-- Source material follows --
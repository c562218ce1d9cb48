use crate::recommendation::{Category, Recommendation};
use crate::rules::{AuditAnalysis, Rule};

const EFFICIENCY_THRESHOLD_LM_W: f64 = 80.0;

// Output of a modern LED replacement, lm/W.
const LED_LM_PER_WATT: f64 = 100.0;

const DEFAULT_HOURS_PER_DAY: f64 = 3.0;
const COST_PER_FIXTURE: f64 = 35.0;
const COST_FLOOR: f64 = 100.0;

pub struct LedRetrofit;
impl Rule for LedRetrofit {
    fn id(&self) -> &'static str {
        "lighting/led-retrofit"
    }
    fn category(&self) -> Category {
        Category::Lighting
    }
    fn evaluate(&self, analysis: &AuditAnalysis) -> Vec<Recommendation> {
        let lm_per_watt = match analysis.scores.lighting {
            Ok(e) if e < EFFICIENCY_THRESHOLD_LM_W => e,
            _ => return vec![],
        };

        let lighting = match analysis.audit.current_conditions.lighting.as_ref() {
            Some(l) => l,
            None => return vec![],
        };

        let fallback_hours = analysis
            .audit
            .energy_consumption
            .daily_usage_hours
            .unwrap_or(DEFAULT_HOURS_PER_DAY);
        let occupancy = analysis
            .audit
            .energy_consumption
            .occupancy_factor
            .unwrap_or(1.0);

        // Annual kWh saved = wattage x runtime x the share an LED swap
        // eliminates, per fixture.
        let efficiency_ratio = (lm_per_watt / LED_LM_PER_WATT).min(1.0);
        let mut annual_kwh = 0.0;
        let mut valid_fixtures = 0u32;
        for fixture in lighting.fixtures.iter().filter(|f| f.is_valid()) {
            let watts = fixture.watts.unwrap_or(0.0);
            let hours = fixture.hours_per_day.unwrap_or(fallback_hours);
            annual_kwh += watts * hours * occupancy * 365.0 / 1000.0 * (1.0 - efficiency_ratio);
            valid_fixtures += 1;
        }
        if valid_fixtures == 0 {
            return vec![];
        }

        let savings = annual_kwh * analysis.rates.electricity_kwh;
        let cost = (valid_fixtures as f64 * COST_PER_FIXTURE).max(COST_FLOOR);

        let description = format!(
            "Current fixtures average {:.0} lm/W across {} fixtures. Swapping to LED (~{:.0} lm/W) would save about {:.0} kWh per year.",
            lm_per_watt, valid_fixtures, LED_LM_PER_WATT, annual_kwh
        );

        vec![Recommendation::new(
            self.id(),
            self.category(),
            self.category().default_priority(),
            "Retrofit lighting with LEDs",
            description,
            savings,
            cost,
        )]
    }
}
-- Source material concluded --
* [What you are asked to do]: Please transcribe the records above in full, keeping every word.

* [Task response]:
repository c562218ce1d9cb48
use crate::recommendation::{Category, Recommendation};
use crate::rules::{AuditAnalysis, Rule};

const EFFICIENCY_THRESHOLD_LM_W: f64 = 80.0;

// Output of a modern LED replacement, lm/W.
const LED_LM_PER_WATT: f64 = 100.0;

const DEFAULT_HOURS_PER_DAY: f64 = 3.0;
const COST_PER_FIXTURE: f64 = 35.0;
const COST_FLOOR: f64 = 100.0;

pub struct LedRetrofit;
impl Rule for LedRetrofit {
    fn id(&self) -> &'static str {
        "lighting/led-retrofit"
    }
    fn category(&self) -> Category {
        Category::Lighting
    }
    fn evaluate(&self, analysis: &AuditAnalysis) -> Vec<Recommendation> {
        let lm_per_watt = match analysis.scores.lighting {
            Ok(e) if e < EFFICIENCY_THRESHOLD_LM_W => e,
            _ => return vec![],
        };

        let lighting = match analysis.audit.current_conditions.lighting.as_ref() {
            Some(l) => l,
            None => return vec![],
        };

        let fallback_hours = analysis
            .audit
            .energy_consumption
            .daily_usage_hours
            .unwrap_or(DEFAULT_HOURS_PER_DAY);
        let occupancy = analysis
            .audit
            .energy_consumption
            .occupancy_factor
            .unwrap_or(1.0);

        // Annual kWh saved = wattage x runtime x the share an LED swap
        // eliminates, per fixture.
        let efficiency_ratio = (lm_per_watt / LED_LM_PER_WATT).min(1.0);
        let mut annual_kwh = 0.0;
        let mut valid_fixtures = 0u32;
        for fixture in lighting.fixtures.iter().filter(|f| f.is_valid()) {
            let watts = fixture.watts.unwrap_or(0.0);
            let hours = fixture.hours_per_day.unwrap_or(fallback_hours);
            annual_kwh += watts * hours * occupancy * 365.0 / 1000.0 * (1.0 - efficiency_ratio);
            valid_fixtures += 1;
        }
        if valid_fixtures == 0 {
            return vec![];
        }

        let savings = annual_kwh * analysis.rates.electricity_kwh;
        let cost = (valid_fixtures as f64 * COST_PER_FIXTURE).max(COST_FLOOR);

        let description = format!(
            "Current fixtures average {:.0} lm/W across {} fixtures. Swapping to LED (~{:.0} lm/W) would save about {:.0} kWh per year.",
            lm_per_watt, valid_fixtures, LED_LM_PER_WATT, annual_kwh
        );

        vec![Recommendation::new(
            self.id(),
            self.category(),
            self.category().default_priority(),
            "Retrofit lighting with LEDs",
            description,
            savings,
            cost,
        )]
    }
}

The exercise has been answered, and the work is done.